Interesting discussion. OED does not speculate on this connection; first use of “motherboard” it lists is 1965.

It’s worth noting that some of the gendered terms in engineering are very clear and literal metaphors, not specifically human though definitely mammalian.

“Mother ship,” like “motherboard,” refers to a larger thing from which smaller, but similar dependent units (smaller ships, subsidiary circuit boards) are launched, to which they are attached, and from which they draw sustenance (fuel, electricity).

“Female” and “male” connectors refer to sockets and plugs respectively, also quite literal, also not particularly human but mammalian.

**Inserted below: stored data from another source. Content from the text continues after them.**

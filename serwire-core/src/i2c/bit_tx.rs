//! I2C bit transmit engine
//!
//! Runs one SCL cycle per symbol with open-drain discipline: lines are
//! only ever pulled low or released. A cycle is four phases of `divisor`
//! reference ticks each:
//!
//! ```text
//! Setup  SCL low, SDA set up
//! Rise   SCL released; waits while a target stretches the clock
//! High   SCL high; SDA sampled at the end of the phase
//! Fall   SCL pulled low
//! ```
//!
//! START and STOP replace Fall (or follow High) with an SDA edge while SCL
//! is high. SDA is always sampled a full phase after the last change of
//! our own drive.

use serwire_hal::{Drive, I2cConfig};

use super::bit_rx::{Condition, I2cBitRx};
use super::{I2cDrive, I2cLines};
use crate::clock::ClockDivider;
use crate::error::ErrorKind;
use crate::sample::Sample;

/// One SCL cycle worth of bus activity
#[derive(Debug, Clone, Copy, PartialEq, Eq)]
#[cfg_attr(feature = "defmt", derive(defmt::Format))]
pub enum Symbol {
    /// START (or repeated START) condition
    Start,
    /// STOP condition; leaves both lines released
    Stop,
    /// Transmit a bit; a released 1 that reads back 0 is contention
    Drive(bool),
    /// Release SDA and sample what the target drives
    Release,
}

impl Symbol {
    /// SDA drive during the setup phase
    fn setup_sda(self) -> Drive {
        match self {
            Symbol::Start | Symbol::Release | Symbol::Drive(true) => Drive::Release,
            Symbol::Stop | Symbol::Drive(false) => Drive::Low,
        }
    }
}

/// Outcome of one reference tick
#[derive(Debug, Clone, Copy, PartialEq, Eq)]
#[cfg_attr(feature = "defmt", derive(defmt::Format))]
pub enum BitEvent {
    /// No symbol in progress
    Idle,
    /// Symbol in progress
    Busy,
    /// Symbol finished; carries the SDA level sampled while SCL was high
    Done(bool),
    /// Symbol failed; both lines have been released
    Fault(ErrorKind),
}

#[derive(Debug, Clone, Copy, PartialEq, Eq)]
enum Phase {
    Idle,
    Setup,
    Rise,
    High,
    Edge,
    Fall,
}

/// I2C bit transmitter
#[derive(Debug, Clone)]
pub struct I2cBitTx {
    rx: I2cBitRx,
    divider: ClockDivider,
    drive: I2cDrive,
    symbol: Symbol,
    phase: Phase,
    /// Current phase has run its full length
    due: bool,
    sampled: bool,
    stretch: u32,
    stretch_timeout: u32,
}

impl I2cBitTx {
    /// Create an idle engine with both lines released
    pub fn new(config: &I2cConfig) -> Self {
        Self {
            rx: I2cBitRx::new(config.settle_ticks),
            divider: ClockDivider::new(config.divisor),
            drive: I2cDrive::RELEASED,
            symbol: Symbol::Release,
            phase: Phase::Idle,
            due: false,
            sampled: true,
            stretch: 0,
            stretch_timeout: config.stretch_timeout,
        }
    }

    /// Apply new timing; only call while idle
    pub fn configure(&mut self, config: &I2cConfig) {
        self.divider.set_divisor(config.divisor);
        self.rx.set_settle(config.settle_ticks);
        self.stretch_timeout = config.stretch_timeout;
    }

    /// Our current drive of SCL and SDA
    pub fn drive(&self) -> I2cDrive {
        self.drive
    }

    /// Check if no symbol is in progress
    pub fn is_idle(&self) -> bool {
        self.phase == Phase::Idle
    }

    /// Reference ticks the clock has been stretched in the current cycle
    pub fn stretched_ticks(&self) -> u32 {
        self.stretch
    }

    /// Start a symbol
    ///
    /// The setup phase begins on this tick.
    pub fn begin(&mut self, symbol: Symbol) -> Result<(), ErrorKind> {
        if self.phase != Phase::Idle {
            return Err(ErrorKind::Busy);
        }
        self.symbol = symbol;
        self.drive.sda = symbol.setup_sda();
        self.stretch = 0;
        self.enter(Phase::Setup);
        Ok(())
    }

    /// Drop any symbol in progress and release both lines
    pub fn reset(&mut self, lines: I2cLines) {
        self.phase = Phase::Idle;
        self.drive = I2cDrive::RELEASED;
        self.rx.reset(lines);
    }

    /// Advance one reference tick
    ///
    /// Once SCL has been released for the symbol, any START or STOP that
    /// is not the edge of our own START or STOP faults the symbol with
    /// [`ErrorKind::BusFault`].
    pub fn tick(&mut self, lines: I2cLines) -> BitEvent {
        let condition = self.rx.observe(lines);
        if self.clocking() && condition.is_some() && condition != self.own_condition() {
            warn!("i2c: START/STOP by another party while SCL high");
            return self.fault(ErrorKind::BusFault);
        }

        match self.phase {
            Phase::Idle => BitEvent::Idle,
            Phase::Setup => {
                if self.due() {
                    self.drive.scl = Drive::Release;
                    self.enter(Phase::Rise);
                }
                BitEvent::Busy
            }
            Phase::Rise => self.rise(lines),
            Phase::High => {
                if !self.due() {
                    return BitEvent::Busy;
                }
                match self.rx.sample_sda(lines) {
                    Sample::Bit(bit) => self.high_sampled(bit),
                    Sample::Pending => BitEvent::Busy,
                    Sample::Fault => self.fault(ErrorKind::LineFault),
                }
            }
            Phase::Edge => {
                if !self.due() {
                    return BitEvent::Busy;
                }
                if self.symbol != Symbol::Stop {
                    self.drive.scl = Drive::Low;
                    self.enter(Phase::Fall);
                    return BitEvent::Busy;
                }
                // STOP is complete once SDA reads back high
                match self.rx.sample_sda(lines) {
                    Sample::Bit(true) => {
                        self.phase = Phase::Idle;
                        BitEvent::Done(true)
                    }
                    Sample::Bit(false) => self.fault(ErrorKind::BusFault),
                    Sample::Pending => BitEvent::Busy,
                    Sample::Fault => self.fault(ErrorKind::LineFault),
                }
            }
            Phase::Fall => {
                if self.due() {
                    self.phase = Phase::Idle;
                    BitEvent::Done(self.sampled)
                } else {
                    BitEvent::Busy
                }
            }
        }
    }

    fn rise(&mut self, lines: I2cLines) -> BitEvent {
        if !self.due() {
            return BitEvent::Busy;
        }
        match self.rx.sample_scl(lines) {
            Sample::Bit(true) => {
                self.enter(Phase::High);
                BitEvent::Busy
            }
            Sample::Bit(false) => {
                // Released but held low: a target is stretching
                self.stretch += 1;
                if self.stretch > self.stretch_timeout {
                    warn!("i2c: SCL held low for {} ticks", self.stretch);
                    self.fault(ErrorKind::Timeout)
                } else {
                    BitEvent::Busy
                }
            }
            Sample::Pending => BitEvent::Busy,
            Sample::Fault => self.fault(ErrorKind::LineFault),
        }
    }

    /// SCL has been released for the current symbol
    fn clocking(&self) -> bool {
        !matches!(self.phase, Phase::Idle | Phase::Setup)
    }

    /// Condition our own SDA edge produces in the current phase
    fn own_condition(&self) -> Option<Condition> {
        match (self.phase, self.symbol) {
            (Phase::Edge, Symbol::Start) => Some(Condition::Start),
            (Phase::Edge, Symbol::Stop) => Some(Condition::Stop),
            _ => None,
        }
    }

    fn high_sampled(&mut self, bit: bool) -> BitEvent {
        self.sampled = bit;
        match self.symbol {
            Symbol::Drive(true) | Symbol::Start if !bit => self.fault(ErrorKind::BusFault),
            Symbol::Start => {
                self.drive.sda = Drive::Low;
                self.enter(Phase::Edge);
                BitEvent::Busy
            }
            Symbol::Stop => {
                self.drive.sda = Drive::Release;
                self.enter(Phase::Edge);
                BitEvent::Busy
            }
            Symbol::Drive(_) | Symbol::Release => {
                self.drive.scl = Drive::Low;
                self.enter(Phase::Fall);
                BitEvent::Busy
            }
        }
    }

    fn enter(&mut self, phase: Phase) {
        self.phase = phase;
        self.due = false;
        self.divider.restart();
    }

    /// Check if the current phase has run its full length
    fn due(&mut self) -> bool {
        if !self.due {
            self.due = self.divider.tick();
        }
        self.due
    }

    fn fault(&mut self, kind: ErrorKind) -> BitEvent {
        self.drive = I2cDrive::RELEASED;
        self.phase = Phase::Idle;
        BitEvent::Fault(kind)
    }
}

#[cfg(test)]
mod tests {
    use super::*;
    use crate::i2c::IoBuf;
    use serwire_hal::Level;

    fn config() -> I2cConfig {
        I2cConfig {
            divisor: 2,
            stretch_timeout: 10,
            settle_ticks: 2,
        }
    }

    /// Run one symbol against a fixed external bus
    fn run(tx: &mut I2cBitTx, symbol: Symbol, external: I2cLines) -> (BitEvent, u32) {
        let mut io = IoBuf::new();
        tx.begin(symbol).unwrap();
        io.set(tx.drive());
        for tick in 1..200 {
            let event = tx.tick(io.resolve(external));
            io.set(tx.drive());
            if !matches!(event, BitEvent::Busy) {
                return (event, tick);
            }
        }
        panic!("symbol never finished");
    }

    #[test]
    fn test_bit_takes_four_phases() {
        let mut tx = I2cBitTx::new(&config());
        let (event, ticks) = run(&mut tx, Symbol::Drive(false), I2cLines::IDLE);
        assert_eq!(event, BitEvent::Done(false));
        assert_eq!(ticks, 8);
        assert_eq!(tx.drive().scl, Drive::Low);
    }

    #[test]
    fn test_release_samples_target() {
        let mut tx = I2cBitTx::new(&config());
        let ext = I2cLines {
            scl: Level::High,
            sda: Level::Low,
        };
        let (event, _) = run(&mut tx, Symbol::Release, ext);
        assert_eq!(event, BitEvent::Done(false));
    }

    #[test]
    fn test_contention_is_bus_fault() {
        let mut tx = I2cBitTx::new(&config());
        let ext = I2cLines {
            scl: Level::High,
            sda: Level::Low,
        };
        let (event, _) = run(&mut tx, Symbol::Drive(true), ext);
        assert_eq!(event, BitEvent::Fault(ErrorKind::BusFault));
        assert!(tx.drive().is_released());
    }

    #[test]
    fn test_start_on_busy_bus_is_bus_fault() {
        let mut tx = I2cBitTx::new(&config());
        let ext = I2cLines {
            scl: Level::High,
            sda: Level::Low,
        };
        let (event, _) = run(&mut tx, Symbol::Start, ext);
        assert_eq!(event, BitEvent::Fault(ErrorKind::BusFault));
    }

    #[test]
    fn test_start_leaves_lines_low() {
        let mut tx = I2cBitTx::new(&config());
        let (event, _) = run(&mut tx, Symbol::Start, I2cLines::IDLE);
        assert_eq!(event, BitEvent::Done(true));
        assert_eq!(tx.drive().sda, Drive::Low);
        assert_eq!(tx.drive().scl, Drive::Low);
    }

    #[test]
    fn test_stop_releases_both_lines() {
        let mut tx = I2cBitTx::new(&config());
        let (event, _) = run(&mut tx, Symbol::Stop, I2cLines::IDLE);
        assert_eq!(event, BitEvent::Done(true));
        assert!(tx.drive().is_released());
    }

    #[test]
    fn test_stretch_timeout() {
        let mut tx = I2cBitTx::new(&config());
        let ext = I2cLines {
            scl: Level::Low,
            sda: Level::High,
        };
        let (event, _) = run(&mut tx, Symbol::Drive(true), ext);
        assert_eq!(event, BitEvent::Fault(ErrorKind::Timeout));
        assert!(tx.drive().is_released());
    }

    #[test]
    fn test_unknown_sda_is_line_fault() {
        let mut tx = I2cBitTx::new(&config());
        let ext = I2cLines {
            scl: Level::High,
            sda: Level::Unknown,
        };
        let (event, _) = run(&mut tx, Symbol::Release, ext);
        assert_eq!(event, BitEvent::Fault(ErrorKind::LineFault));
    }

    #[test]
    fn test_foreign_stop_during_rise_is_bus_fault() {
        let cfg = I2cConfig {
            divisor: 4,
            ..config()
        };
        let mut tx = I2cBitTx::new(&cfg);
        let mut io = IoBuf::new();
        let mut ext = I2cLines {
            scl: Level::High,
            sda: Level::Low,
        };

        // Finish one bit so SCL starts the next symbol low
        tx.begin(Symbol::Drive(false)).unwrap();
        io.set(tx.drive());
        while tx.tick(io.resolve(ext)) == BitEvent::Busy {
            io.set(tx.drive());
        }
        io.set(tx.drive());
        assert_eq!(tx.drive().scl, Drive::Low);

        tx.begin(Symbol::Release).unwrap();
        io.set(tx.drive());
        let mut scl_was_high = false;
        let mut event = BitEvent::Busy;
        for _ in 0..50 {
            if scl_was_high {
                // Another party lets SDA rise while SCL is high
                ext.sda = Level::High;
            }
            let lines = io.resolve(ext);
            event = tx.tick(lines);
            io.set(tx.drive());
            if event != BitEvent::Busy {
                break;
            }
            if lines.scl.is_high() {
                scl_was_high = true;
            }
        }
        assert_eq!(event, BitEvent::Fault(ErrorKind::BusFault));
        assert!(tx.drive().is_released());
    }

    #[test]
    fn test_begin_while_busy_rejected() {
        let mut tx = I2cBitTx::new(&config());
        tx.begin(Symbol::Release).unwrap();
        assert_eq!(tx.begin(Symbol::Release), Err(ErrorKind::Busy));
    }
}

This is not to say that such metaphors aren’t sometimes deployed in objectionable, human-oriented ways, but it would be silly to ignore their value as readily understood descriptors of physical structure and/or relationships.

Best,

Paul


On May 24, 2017, at 9:43 , mike willegal <mike at willegal.net<mailto:mike at willegal.net>> wrote:

My guess is that the term, Motherboard, was derived from the term Mothership, which is still in common usage by the general population, and according to several online dictionaries originated in the 19th century.  Note that when techs and engineers refer to Motherboards, they normally use the gender neutral pronoun, "it".

cheers,
Mike Willegal

On May 23, 2017, at 1:51 PM, Mark Priestley <m.priestley at gmail.com<mailto:m.priestley at gmail.com>> wrote:

Hi Caitlin,

I'm not sure if this is the sort of thing you're looking for, but some CS pioneers were rather keen to use the master-slave metaphor to talk about human-computer relations. Eg:

Jack Good reported that: "Turing used to refer jocularly to people who are forced to do
mechanical operations as slaves."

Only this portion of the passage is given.